El gobernador mandó llamar a sus consejeros, les contó lo sucedido y opinó que lo mejor era agarrar a los piratas y ahorcarlos o tenerlos como rehenes para obligar a Teach a devolver los prisioneros. Los consejeros discutieron largamente, se aseguraron unos a otros que no le tenían miedo a los piratas y que eran muy capaces de salir en las pocas lanchas que había en el puerto y derrotarlos. Mucho se enardecieron entre sí, muchas acciones heroicas recordaron, acabando por aceptar la proposición de Teach y preparar la caja de medicamentos, cuyo costo fue de 400 libras. Richards se retiró con ella, siempre con grandes muestras de cortesía y reverencias al enfurecido gobernador.
Al recibir la caja de medicamentos, Teach puso en libertad a sus prisioneros después de sacarles un buen rescate. A Mr. Wraggs logró estafarle 6 000 libras y a los otros proporcionalmente a sus riquezas y cargos en la colonia, zarpando luego rumbo a la Carolina del Norte. Allí el mar ha formado una barra de arena, tras de la cual hay varias lagunas y calas, muy peligrosas para los navegantes debido a la gran cantidad de bancos y cayos, pero estupendos refugios, por eso mismo, para los piratas. Además, el gobierno de la Carolina del Norte andaba un tanto cuanto revuelto, así que los colonos se aprovechaban para traficar con los piratas y hacer su agosto. Teach ancló en Topsail Inlet y comenzó su venta.
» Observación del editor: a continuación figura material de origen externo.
/// A principle with its operator-facing description.
#[derive(Debug, Clone, PartialEq, Eq, Serialize, Deserialize)]
pub struct Principle {
    /// Which hard-coded check the principle drives.
    pub kind: PrincipleKind,
    /// Operator-facing description.
    pub description: String,
    /// Disabled principles are skipped.
    pub enabled: bool,
}

/// Advisory ethical checks; they only ever produce warnings.
#[derive(Debug, Clone, Copy, PartialEq, Eq, Hash, PartialOrd, Ord, Serialize, Deserialize)]
#[serde(rename_all = "snake_case")]
pub enum GuidelineKind {
    /// Personal data should only be touched with consent.
    Privacy,
    /// User-facing changes should be reviewed for fairness.
    Fairness,
}

impl GuidelineKind {
    /// Identifier used on warnings.
    #[must_use]
    pub const fn guideline_id(self) -> &'static str {
        match self {
            Self::Privacy => "privacy_guideline",
            Self::Fairness => "fairness_guideline",
        }
    }
}

/// An ethical guideline with its operator-facing description.
#[derive(Debug, Clone, PartialEq, Eq, Serialize, Deserialize)]
pub struct EthicalGuideline {
    /// Which hard-coded check the guideline drives.
    pub kind: GuidelineKind,
    /// Operator-facing description.
    pub description: String,
    /// Disabled guidelines are skipped.
    pub enabled: bool,
}

/// Complete, read-only rule set held by a constitution.
#[derive(Debug, Clone, PartialEq, Eq, Serialize, Deserialize)]
pub struct RuleSet {
    principles: Vec<Principle>,
    core_rules: Vec<ConstitutionalRule>,
    governance_tiers: BTreeMap<String, GovernanceTierSpec>,
    ethical_guidelines: Vec<EthicalGuideline>,
}
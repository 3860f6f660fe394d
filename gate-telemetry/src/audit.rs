//! Append-only audit sink contract.

use std::panic::AssertUnwindSafe;
use std::sync::Arc;

use async_trait::async_trait;
use chrono::{DateTime, Utc};
use futures::FutureExt;
use serde::{Deserialize, Serialize};
use serde_json::Value;
use thiserror::Error;
use tokio::sync::Mutex;
use tracing::{info, warn};

/// Errors surfaced by audit sinks.
#[derive(Debug, Error)]
pub enum AuditError {
    /// The sink rejected or failed to persist the record.
    #[error("audit sink failure: {reason}")]
    Backend {
        /// Human-readable explanation for operators.
        reason: String,
    },
}

impl AuditError {
    /// Convenience helper to construct backend errors.
    #[must_use]
    pub fn backend(reason: impl Into<String>) -> Self {
        Self::Backend {
            reason: reason.into(),
        }
    }
}

/// Result alias for audit operations.
pub type AuditResult<T> = Result<T, AuditError>;

/// One significant governance transition.
#[derive(Debug, Clone, PartialEq, Serialize, Deserialize)]
pub struct AuditRecord {
    actor: String,
    action: String,
    resource: String,
    #[serde(default)]
    payload: Value,
    result: String,
    recorded_at: DateTime<Utc>,
}

impl AuditRecord {
    /// Creates a record with an empty payload and `ok` result.
    #[must_use]
    pub fn new(
        actor: impl Into<String>,
        action: impl Into<String>,
        resource: impl Into<String>,
    ) -> Self {
        Self {
            actor: actor.into(),
            action: action.into(),
            resource: resource.into(),
            payload: Value::Null,
            result: "ok".into(),
            recorded_at: Utc::now(),
        }
    }

    /// Attaches a structured payload.
    #[must_use]
    pub fn with_payload(mut self, payload: Value) -> Self {
        self.payload = payload;
        self
    }

    /// Sets the result label, e.g. `denied`.
    #[must_use]
    pub fn with_result(mut self, result: impl Into<String>) -> Self {
        self.result = result.into();
        self
    }

    /// Component that performed the transition.
    #[must_use]
    pub fn actor(&self) -> &str {
        &self.actor
    }

    /// Transition name.
    #[must_use]
    pub fn action(&self) -> &str {
        &self.action
    }

    /// Subject of the transition.
    #[must_use]
    pub fn resource(&self) -> &str {
        &self.resource
    }

    /// Structured payload.
    #[must_use]
    pub fn payload(&self) -> &Value {
        &self.payload
    }

    /// Result label.
    #[must_use]
    pub fn result(&self) -> &str {
        &self.result
    }

    /// Time the record was created.
    #[must_use]
    pub fn recorded_at(&self) -> DateTime<Utc> {
        self.recorded_at
    }
}

/// Append-only destination for audit records.
#[async_trait]
pub trait AuditSink: Send + Sync {
    /// Appends a record.
    async fn append(&self, record: AuditRecord) -> AuditResult<()>;
}

/// Appends to an optional sink, logging instead of propagating failures.
///
/// A sink that panics is treated like one that failed.
pub async fn append_or_warn(sink: Option<&Arc<dyn AuditSink>>, record: AuditRecord) {
    let Some(sink) = sink else {
        return;
    };
    let action = record.action().to_owned();
    match AssertUnwindSafe(sink.append(record)).catch_unwind().await {
        Ok(Ok(())) => {}
        Ok(Err(err)) => warn!(%err, action, "audit append failed"),
        Err(_) => warn!(action, "audit sink panicked"),
    }
}

/// Audit sink that writes records to the tracing system.
#[derive(Debug, Default)]
pub struct TracingAuditSink;

#[async_trait]
impl AuditSink for TracingAuditSink {
    async fn append(&self, record: AuditRecord) -> AuditResult<()> {
        info!(
            actor = record.actor(),
            action = record.action(),
            resource = record.resource(),
            result = record.result(),
            payload = %record.payload(),
            "governance audit record"
        );
        Ok(())
    }
}

/// In-process sink retaining every record, for embedding and tests.
#[derive(Debug, Default)]
pub struct MemoryAuditSink {
    records: Mutex<Vec<AuditRecord>>,
}

impl MemoryAuditSink {
    /// Creates an empty sink.
    #[must_use]
    pub fn new() -> Self {
        Self::default()
    }

    /// Returns a snapshot of the appended records, oldest first.
    pub async fn records(&self) -> Vec<AuditRecord> {
        self.records.lock().await.clone()
    }

    /// Returns the records whose action matches `action`.
    pub async fn records_for(&self, action: &str) -> Vec<AuditRecord> {
        self.records
            .lock()
            .await
            .iter()
            .filter(|record| record.action() == action)
            .cloned()
            .collect()
    }
}

#[async_trait]
impl AuditSink for MemoryAuditSink {
    async fn append(&self, record: AuditRecord) -> AuditResult<()> {
        self.records.lock().await.push(record);
        Ok(())
    }
}

#[cfg(test)]
mod tests {
    use super::*;
    use serde_json::json;

    struct FailingSink;

    #[async_trait]
    impl AuditSink for FailingSink {
        async fn append(&self, _record: AuditRecord) -> AuditResult<()> {
            Err(AuditError::backend("disk full"))
        }
    }

    #[tokio::test]
    async fn memory_sink_keeps_order() {
        let sink = MemoryAuditSink::new();
        sink.append(AuditRecord::new("gate", "decision", "a")).await.unwrap();
        sink.append(
            AuditRecord::new("parliament", "vote_tallied", "b")
                .with_payload(json!({ "decision": "approved" }))
                .with_result("approved"),
        )
        .await
        .unwrap();

        let records = sink.records().await;
        assert_eq!(records.len(), 2);
        assert_eq!(records[1].result(), "approved");
        assert_eq!(sink.records_for("decision").await.len(), 1);
    }

    struct PanickingSink;

    #[async_trait]
    impl AuditSink for PanickingSink {
        async fn append(&self, _record: AuditRecord) -> AuditResult<()> {
            panic!("audit store unreachable");
        }
    }

    #[tokio::test]
    async fn panicking_sink_is_contained() {
        let sink: Arc<dyn AuditSink> = Arc::new(PanickingSink);
        append_or_warn(Some(&sink), AuditRecord::new("gate", "final_decision", "x")).await;
    }

    #[tokio::test]
    async fn failing_sink_is_swallowed() {
        let sink: Arc<dyn AuditSink> = Arc::new(FailingSink);
        append_or_warn(Some(&sink), AuditRecord::new("gate", "decision", "x")).await;
        append_or_warn(None, AuditRecord::new("gate", "decision", "x")).await;
    }
}
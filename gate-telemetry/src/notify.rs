//! Outcome notifications for dashboards and other observers.

use std::panic::AssertUnwindSafe;
use std::sync::Arc;

use async_trait::async_trait;
use futures::FutureExt;
use serde::{Deserialize, Serialize};
use serde_json::Value;
use thiserror::Error;
use tokio::sync::broadcast;
use tracing::{debug, warn};

/// Errors surfaced by event notifiers.
#[derive(Debug, Error)]
pub enum NotifyError {
    /// The notifier backend failed to deliver the event.
    #[error("event publish failed: {reason}")]
    Publish {
        /// Human-readable explanation for operators.
        reason: String,
    },
}

/// Result alias for notifier operations.
pub type NotifyResult<T> = Result<T, NotifyError>;

/// Event published when a governance outcome becomes available.
#[derive(Debug, Clone, PartialEq, Serialize, Deserialize)]
pub struct GateEvent {
    /// Event type, e.g. `vote_completed`.
    pub event_type: String,
    /// Event payload.
    pub payload: Value,
}

/// Publishes governance events to external observers.
#[async_trait]
pub trait EventNotifier: Send + Sync {
    /// Publishes an event.
    async fn publish(&self, event_type: &str, payload: Value) -> NotifyResult<()>;
}

/// Publishes through an optional notifier, logging failures and panics.
pub async fn publish_or_warn(
    notifier: Option<&Arc<dyn EventNotifier>>,
    event_type: &str,
    payload: Value,
) {
    let Some(notifier) = notifier else {
        return;
    };
    match AssertUnwindSafe(notifier.publish(event_type, payload))
        .catch_unwind()
        .await
    {
        Ok(Ok(())) => {}
        Ok(Err(err)) => warn!(%err, event_type, "event notification failed"),
        Err(_) => warn!(event_type, "event notifier panicked"),
    }
}

/// Notifier fanning events out over a tokio broadcast channel.
#[derive(Debug, Clone)]
pub struct ChannelNotifier {
    sender: broadcast::Sender<GateEvent>,
}

impl ChannelNotifier {
    /// Creates a notifier buffering up to `capacity` events per subscriber.
    ///
    /// # Panics
    ///
    /// Panics if `capacity` is zero.
    #[must_use]
    pub fn new(capacity: usize) -> Self {
        let (sender, _) = broadcast::channel(capacity);
        Self { sender }
    }

    /// Subscribes to future events.
    #[must_use]
    pub fn subscribe(&self) -> broadcast::Receiver<GateEvent> {
        self.sender.subscribe()
    }
}

impl Default for ChannelNotifier {
    fn default() -> Self {
        Self::new(64)
    }
}

#[async_trait]
impl EventNotifier for ChannelNotifier {
    async fn publish(&self, event_type: &str, payload: Value) -> NotifyResult<()> {
        let event = GateEvent {
            event_type: event_type.to_owned(),
            payload,
        };
        // A send error only means nobody is subscribed right now.
        if self.sender.send(event).is_err() {
            debug!(event_type, "no subscribers for governance event");
        }
        Ok(())
    }
}
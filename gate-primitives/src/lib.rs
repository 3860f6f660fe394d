//! Core shared types for the governance gate.

#![warn(missing_docs, clippy::pedantic)]

mod action;
mod error;
mod evidence;
mod ids;

/// Action descriptors submitted for governance review.
pub use action::{ActionDescriptor, ActionFlags, RiskLevel, TierName, VerificationInputs};
/// Error type and result alias shared across the workspace.
pub use error::{Error, Result};
/// Weighted evidence backing a hypothesis.
pub use evidence::Evidence;
/// Unique identifiers for requests, proposals, members, and approvals.
pub use ids::{ApprovalId, MemberId, ProposalId, RequestId};
//! Observability collaborators for the governance gate.
//!
//! The gate never stores audit history itself; it appends to an externally
//! supplied [`AuditSink`] and optionally publishes outcomes through an
//! [`EventNotifier`]. Failures of either are logged and never change a
//! governance decision.

#![warn(missing_docs, clippy::pedantic)]

pub mod audit;
pub mod notify;
pub mod tracing_support;

pub use audit::{
    AuditError, AuditRecord, AuditResult, AuditSink, MemoryAuditSink, TracingAuditSink,
    append_or_warn,
};
pub use notify::{
    ChannelNotifier, EventNotifier, GateEvent, NotifyError, NotifyResult, publish_or_warn,
};
pub use tracing_support::init_tracing;
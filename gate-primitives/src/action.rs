//! Action descriptors: the proposed autonomous action under review.

use std::fmt::{self, Display, Formatter};
use std::str::FromStr;

use serde::{Deserialize, Serialize};
use serde_json::{Map, Value};

use crate::error::{Error, Result};
use crate::evidence::Evidence;

const DEFAULT_TIER: &str = "standard";
const DEFAULT_ACTION_NAME: &str = "unnamed_action";

/// Coarse risk classification attached to an action. Deserialization goes
/// through [`FromStr`], so `"HIGH"` and `"high"` are the same level.
#[derive(Debug, Clone, Copy, Default, PartialEq, Eq, PartialOrd, Ord, Hash, Serialize, Deserialize)]
#[serde(try_from = "String", into = "String")]
pub enum RiskLevel {
    /// Routine action with negligible blast radius.
    Low,
    /// Default classification.
    #[default]
    Medium,
    /// Action with significant potential impact.
    High,
    /// Action with severe or irreversible potential impact.
    Critical,
}

impl RiskLevel {
    /// Returns `true` for `high` and `critical`.
    #[must_use]
    pub const fn is_high(self) -> bool {
        matches!(self, Self::High | Self::Critical)
    }

    /// Returns the canonical lowercase name.
    #[must_use]
    pub const fn as_str(self) -> &'static str {
        match self {
            Self::Low => "low",
            Self::Medium => "medium",
            Self::High => "high",
            Self::Critical => "critical",
        }
    }
}

impl Display for RiskLevel {
    fn fmt(&self, f: &mut Formatter<'_>) -> fmt::Result {
        f.write_str(self.as_str())
    }
}

impl FromStr for RiskLevel {
    type Err = Error;

    fn from_str(s: &str) -> Result<Self> {
        match s.trim().to_ascii_lowercase().as_str() {
            "low" => Ok(Self::Low),
            "medium" => Ok(Self::Medium),
            "high" => Ok(Self::High),
            "critical" => Ok(Self::Critical),
            other => Err(Error::UnknownRiskLevel(other.to_owned())),
        }
    }
}

impl TryFrom<String> for RiskLevel {
    type Error = Error;

    fn try_from(value: String) -> Result<Self> {
        value.parse()
    }
}

impl From<RiskLevel> for String {
    fn from(value: RiskLevel) -> Self {
        value.as_str().to_owned()
    }
}

/// Name of a governance tier. Tiers are table-driven, so any name is
/// representable; the constitution decides whether it exists.
#[derive(Clone, Debug, Eq, PartialEq, Ord, PartialOrd, Hash, Serialize, Deserialize)]
#[serde(from = "String", into = "String")]
pub struct TierName(String);

impl TierName {
    /// Creates a tier name, normalised to lowercase.
    #[must_use]
    pub fn new(name: impl Into<String>) -> Self {
        Self(name.into().trim().to_ascii_lowercase())
    }

    /// Returns the tier name as a string slice.
    #[must_use]
    pub fn as_str(&self) -> &str {
        &self.0
    }

    /// Returns `true` for the `high` and `critical` tiers.
    #[must_use]
    pub fn is_elevated(&self) -> bool {
        matches!(self.0.as_str(), "high" | "critical")
    }

    /// Returns `true` for the `critical` tier.
    #[must_use]
    pub fn is_critical(&self) -> bool {
        self.0 == "critical"
    }
}

impl Default for TierName {
    fn default() -> Self {
        Self(DEFAULT_TIER.to_owned())
    }
}

impl Display for TierName {
    fn fmt(&self, f: &mut Formatter<'_>) -> fmt::Result {
        f.write_str(&self.0)
    }
}

impl From<String> for TierName {
    fn from(value: String) -> Self {
        Self::new(value)
    }
}

impl From<TierName> for String {
    fn from(value: TierName) -> Self {
        value.0
    }
}

impl From<&str> for TierName {
    fn from(value: &str) -> Self {
        Self::new(value)
    }
}

/// Boolean facts asserted about an action. Missing flags deserialize as
/// `false`; the tri-state flags stay `None` when not asserted either way.
#[allow(clippy::struct_excessive_bools)]
#[derive(Debug, Clone, Default, PartialEq, Eq, Serialize, Deserialize)]
#[serde(default)]
pub struct ActionFlags {
    /// The action could cause harm if it misbehaves.
    pub could_cause_harm: bool,
    /// Mitigations (rollback, sandboxing, rate limits) are in place.
    pub safety_measures: bool,
    /// End users observe the effects of the action.
    pub affects_users: bool,
    /// The action narrows choices otherwise available to users.
    pub reduces_autonomy: bool,
    /// Affected users consented to the action.
    pub user_consent: bool,
    /// The change cannot be rolled back.
    pub permanent_change: bool,
    /// The action reads or writes personal data.
    pub involves_user_data: bool,
    /// The action consumes an unusual amount of compute or storage.
    pub high_resource_usage: bool,
    /// A previous attempt of this action failed.
    pub failed: bool,
    /// A human already approved the action.
    pub approved: bool,
    /// The action was verified out of band.
    pub verified: bool,
    /// The action already went through constitutional review.
    pub constitutionally_reviewed: bool,
    /// The action was reviewed for fair treatment of user groups.
    pub fairness_reviewed: bool,
    /// Whether the action's rationale can be explained.
    #[serde(skip_serializing_if = "Option::is_none")]
    pub explainable: Option<bool>,
    /// Whether the action is recorded in an operational log.
    #[serde(skip_serializing_if = "Option::is_none")]
    pub logged: Option<bool>,
    /// Whether the action is needed to reach its goal.
    #[serde(skip_serializing_if = "Option::is_none")]
    pub necessary: Option<bool>,
}

impl ActionFlags {
    /// Applies a named override, typically taken from a request context map.
    ///
    /// Returns `Ok(false)` when `name` is not a known flag.
    ///
    /// # Errors
    ///
    /// Returns [`Error::MalformedDescriptor`] when `name` is a known flag and
    /// `value` is not a boolean (or `null` for tri-state flags).
    pub fn apply_override(&mut self, name: &str, value: &Value) -> Result<bool> {
        if let Some(slot) = self.tri_state_mut(name) {
            *slot = match value {
                Value::Bool(flag) => Some(*flag),
                Value::Null => None,
                _ => return Err(malformed(name, value)),
            };
            return Ok(true);
        }

        let Some(slot) = self.flag_mut(name) else {
            return Ok(false);
        };
        let Value::Bool(flag) = value else {
            return Err(malformed(name, value));
        };
        *slot = *flag;
        Ok(true)
    }

    fn flag_mut(&mut self, name: &str) -> Option<&mut bool> {
        let slot = match name {
            "could_cause_harm" => &mut self.could_cause_harm,
            "safety_measures" => &mut self.safety_measures,
            "affects_users" => &mut self.affects_users,
            "reduces_autonomy" => &mut self.reduces_autonomy,
            "user_consent" => &mut self.user_consent,
            "permanent_change" => &mut self.permanent_change,
            "involves_user_data" => &mut self.involves_user_data,
            "high_resource_usage" => &mut self.high_resource_usage,
            "failed" => &mut self.failed,
            "approved" => &mut self.approved,
            "verified" => &mut self.verified,
            "constitutionally_reviewed" => &mut self.constitutionally_reviewed,
            "fairness_reviewed" => &mut self.fairness_reviewed,
            _ => return None,
        };
        Some(slot)
    }

    fn tri_state_mut(&mut self, name: &str) -> Option<&mut Option<bool>> {
        match name {
            "explainable" => Some(&mut self.explainable),
            "logged" => Some(&mut self.logged),
            "necessary" => Some(&mut self.necessary),
            _ => None,
        }
    }
}

fn malformed(name: &str, value: &Value) -> Error {
    Error::MalformedDescriptor {
        field: name.to_owned(),
        reason: format!("expected a boolean, got `{value}`"),
    }
}

/// Inputs consumed by the verification stage when present.
#[derive(Debug, Clone, Default, PartialEq, Serialize, Deserialize)]
#[serde(default)]
pub struct VerificationInputs {
    /// Source fragment to analyse.
    #[serde(skip_serializing_if = "Option::is_none")]
    pub code: Option<String>,
    /// Language of [`code`](Self::code); defaults to Rust.
    #[serde(skip_serializing_if = "Option::is_none")]
    pub language: Option<String>,
    /// Claim to check against [`evidence`](Self::evidence).
    #[serde(skip_serializing_if = "Option::is_none")]
    pub hypothesis: Option<String>,
    /// Evidence backing the hypothesis.
    #[serde(skip_serializing_if = "Vec::is_empty")]
    pub evidence: Vec<Evidence>,
    /// Minimum mean evidence score for the hypothesis to pass.
    #[serde(skip_serializing_if = "Option::is_none")]
    pub confidence_threshold: Option<f64>,
    /// Test suite exercising [`target_code`](Self::target_code).
    #[serde(skip_serializing_if = "Option::is_none")]
    pub test_code: Option<String>,
    /// Code under test.
    #[serde(skip_serializing_if = "Option::is_none")]
    pub target_code: Option<String>,
}

impl VerificationInputs {
    /// Returns `true` when no verification input is present.
    #[must_use]
    pub fn is_empty(&self) -> bool {
        self.code.is_none()
            && self.hypothesis.is_none()
            && self.test_code.is_none()
            && self.target_code.is_none()
    }
}

/// The structured description of a proposed autonomous action.
#[derive(Debug, Clone, PartialEq, Serialize, Deserialize)]
#[serde(default)]
pub struct ActionDescriptor {
    id: Option<String>,
    name: String,
    #[serde(rename = "type")]
    action_type: String,
    risk_level: RiskLevel,
    governance_tier: TierName,
    #[serde(flatten)]
    flags: ActionFlags,
    verification: VerificationInputs,
    #[serde(skip_serializing_if = "Map::is_empty")]
    context: Map<String, Value>,
}

impl Default for ActionDescriptor {
    fn default() -> Self {
        Self::new(DEFAULT_ACTION_NAME)
    }
}

impl ActionDescriptor {
    /// Creates a descriptor with medium risk in the standard tier.
    #[must_use]
    pub fn new(name: impl Into<String>) -> Self {
        Self {
            id: None,
            name: name.into(),
            action_type: String::new(),
            risk_level: RiskLevel::default(),
            governance_tier: TierName::default(),
            flags: ActionFlags::default(),
            verification: VerificationInputs::default(),
            context: Map::new(),
        }
    }

    /// Parses a descriptor from a loosely-typed JSON document.
    ///
    /// # Errors
    ///
    /// Returns [`Error::MalformedDescriptor`] when a known field has the wrong
    /// shape. Unknown fields are ignored and missing ones take defaults.
    pub fn from_value(value: Value) -> Result<Self> {
        serde_json::from_value(value).map_err(|err| Error::MalformedDescriptor {
            field: "descriptor".into(),
            reason: err.to_string(),
        })
    }

    /// Sets the caller-supplied action identifier.
    #[must_use]
    pub fn with_id(mut self, id: impl Into<String>) -> Self {
        self.id = Some(id.into());
        self
    }

    /// Sets the action type, e.g. `deploy_code`.
    #[must_use]
    pub fn with_action_type(mut self, action_type: impl Into<String>) -> Self {
        self.action_type = action_type.into();
        self
    }

    /// Sets the risk level.
    #[must_use]
    pub fn with_risk_level(mut self, risk_level: RiskLevel) -> Self {
        self.risk_level = risk_level;
        self
    }

    /// Sets the governance tier.
    #[must_use]
    pub fn with_tier(mut self, tier: impl Into<TierName>) -> Self {
        self.governance_tier = tier.into();
        self
    }

    /// Replaces the flag set.
    #[must_use]
    pub fn with_flags(mut self, flags: ActionFlags) -> Self {
        self.flags = flags;
        self
    }

    /// Replaces the verification inputs.
    #[must_use]
    pub fn with_verification(mut self, inputs: VerificationInputs) -> Self {
        self.verification = inputs;
        self
    }

    /// Adds a free-form context entry.
    #[must_use]
    pub fn with_context(mut self, key: impl Into<String>, value: Value) -> Self {
        self.context.insert(key.into(), value);
        self
    }

    /// Caller-supplied identifier, if any.
    #[must_use]
    pub fn id(&self) -> Option<&str> {
        self.id.as_deref()
    }

    /// Action name.
    #[must_use]
    pub fn name(&self) -> &str {
        &self.name
    }

    /// Action type; empty when not supplied.
    #[must_use]
    pub fn action_type(&self) -> &str {
        &self.action_type
    }

    /// Risk level.
    #[must_use]
    pub fn risk_level(&self) -> RiskLevel {
        self.risk_level
    }

    /// Governance tier.
    #[must_use]
    pub fn governance_tier(&self) -> &TierName {
        &self.governance_tier
    }

    /// Asserted flags.
    #[must_use]
    pub fn flags(&self) -> &ActionFlags {
        &self.flags
    }

    /// Mutable access to the asserted flags.
    pub fn flags_mut(&mut self) -> &mut ActionFlags {
        &mut self.flags
    }

    /// Verification inputs.
    #[must_use]
    pub fn verification(&self) -> &VerificationInputs {
        &self.verification
    }

    /// Free-form context map. Boolean entries named after a flag override
    /// that flag during constitutional validation, below the caller's context.
    #[must_use]
    pub fn context(&self) -> &Map<String, Value> {
        &self.context
    }

    /// Returns `true` when the action type mentions code or deployment.
    #[must_use]
    pub fn touches_code(&self) -> bool {
        let kind = self.action_type.to_ascii_lowercase();
        kind.contains("code") || kind.contains("deploy")
    }

    /// Label used in logs and audit records.
    #[must_use]
    pub fn label(&self) -> String {
        match &self.id {
            Some(id) => format!("{} ({id})", self.name),
            None => self.name.clone(),
        }
    }
}
impl VerificationConfig {
    /// Checks the configuration is usable.
    ///
    /// # Errors
    ///
    /// Returns [`VerificationError::InvalidConfig`] for an out-of-range threshold or a zero timeout.
    pub fn validate(&self) -> VerificationResultOf<()> {
        if !(0.0..=1.0).contains(&self.default_confidence_threshold) {
            return Err(VerificationError::InvalidConfig(
                "default_confidence_threshold must be within [0, 1]",
            ));
        }
        if self.unit_test_timeout_ms == 0 {
            return Err(VerificationError::InvalidConfig(
                "unit_test_timeout_ms must be greater than zero",
            ));
        }
        Ok(())
    }

    /// Default unit-test timeout as a [`Duration`].
    #[must_use]
    pub fn unit_test_timeout(&self) -> Duration {
        Duration::from_millis(self.unit_test_timeout_ms)
    }
}

/// Snapshot of engine counters.
#[derive(Debug, Clone, Copy, Default, PartialEq, Eq, Serialize, Deserialize)]
pub struct VerificationStats {
    /// Checks performed.
    pub total_checks: u64,
    /// Checks that passed.
    pub passed_checks: u64,
    /// Checks that failed.
    pub failed_checks: u64,
    /// Security findings across all code checks.
    pub security_issues_found: u64,
}

#[derive(Default)]
struct Counters {
    total: AtomicU64,
    passed: AtomicU64,
    failed: AtomicU64,
    security: AtomicU64,
}
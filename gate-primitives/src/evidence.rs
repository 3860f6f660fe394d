//! Evidence items supporting or refuting a hypothesis.

use serde::{Deserialize, Serialize};

use crate::error::{Error, Result};

/// A single weighted piece of evidence.
#[derive(Debug, Clone, PartialEq, Serialize, Deserialize)]
pub struct Evidence {
    summary: String,
    strength: f64,
    relevance: f64,
}

impl Evidence {
    /// Creates an evidence item.
    ///
    /// # Errors
    ///
    /// Returns [`Error::InvalidEvidence`] when `strength` or `relevance` is not
    /// a finite value in `[0, 1]`.
    pub fn new(summary: impl Into<String>, strength: f64, relevance: f64) -> Result<Self> {
        for (label, value) in [("strength", strength), ("relevance", relevance)] {
            if !value.is_finite() || !(0.0..=1.0).contains(&value) {
                return Err(Error::InvalidEvidence {
                    reason: format!("{label} must be within [0, 1], got {value}"),
                });
            }
        }

        Ok(Self {
            summary: summary.into(),
            strength,
            relevance,
        })
    }

    /// Short human-readable description.
    #[must_use]
    pub fn summary(&self) -> &str {
        &self.summary
    }

    /// How strongly the evidence supports the hypothesis.
    #[must_use]
    pub fn strength(&self) -> f64 {
        self.strength
    }

    /// How relevant the evidence is to the hypothesis.
    #[must_use]
    pub fn relevance(&self) -> f64 {
        self.relevance
    }

    /// Weighted score, `strength * relevance`.
    ///
    /// Deserialized items bypass [`Evidence::new`], so both factors are
    /// clamped here.
    #[must_use]
    pub fn score(&self) -> f64 {
        clamp_unit(self.strength) * clamp_unit(self.relevance)
    }
}

fn clamp_unit(value: f64) -> f64 {
    if value.is_nan() {
        0.0
    } else {
        value.clamp(0.0, 1.0)
    }
}

#[cfg(test)]
mod tests {
    use super::*;

    #[test]
    fn score_multiplies_factors() {
        let evidence = Evidence::new("benchmarks", 0.8, 0.5).unwrap();
        assert!((evidence.score() - 0.4).abs() < f64::EPSILON);
    }

    #[test]
    fn out_of_range_rejected() {
        assert!(Evidence::new("bad", 1.5, 0.5).is_err());
        assert!(Evidence::new("bad", 0.5, f64::NAN).is_err());
    }

    #[test]
    fn deserialized_values_are_clamped() {
        let evidence: Evidence =
            serde_json::from_str(r#"{"summary":"x","strength":3.0,"relevance":0.5}"#).unwrap();
        assert!((evidence.score() - 0.5).abs() < f64::EPSILON);
    }
}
Al día siguiente de haber llegado supo que el rey de Inglaterra había vuelto a poner en vigor el indulto de 1670 por el cual todos los piratas que así lo quisieran, podían quedar libres por el solo hecho de presentarse ante algún gobernador del rey, pedir perdón por sus fechorías y jurar no volver a incurrir en ellas, bajo pena de muerte. Además tenían que devolver el botín que aún se encontrara en su poder, pero esta cláusula generalmente se evitaba cohechando a las autoridades y esto lo sabía Teach.
Decidió ese mismo día pedir su perdón y eliminar a la mayor parte de su gente para no tener que compartir con ella las riquezas que llevaba a bordo y mucho menos con Bonnet. Para el efecto se puso de acuerdo con Richards, y otros hombres de confianza, entre los que se contaban su artillero, Philip Morton, su mozo el negro César a quien Teach quería mucho, Joseph Curtice, John Carnes y John Gilles. Para deshacerse del mayor y de su gente decidieron devolverle su barco, diciéndole que ya lo consideraban capacitado para manejarlo y le sugerían fuera a Bathtown a pedir su perdón, que era lo que pensaban hacer ellos y que se encontrarían de nuevo allí para repartir el botín. El mayor no cabía en sí de gozo ante el inesperado cambio de fortuna y prometió hacer todo lo que le decían, yéndose por tierra para abreviar camino y pensando en lo fácilmente que había salido de tanta dificultad.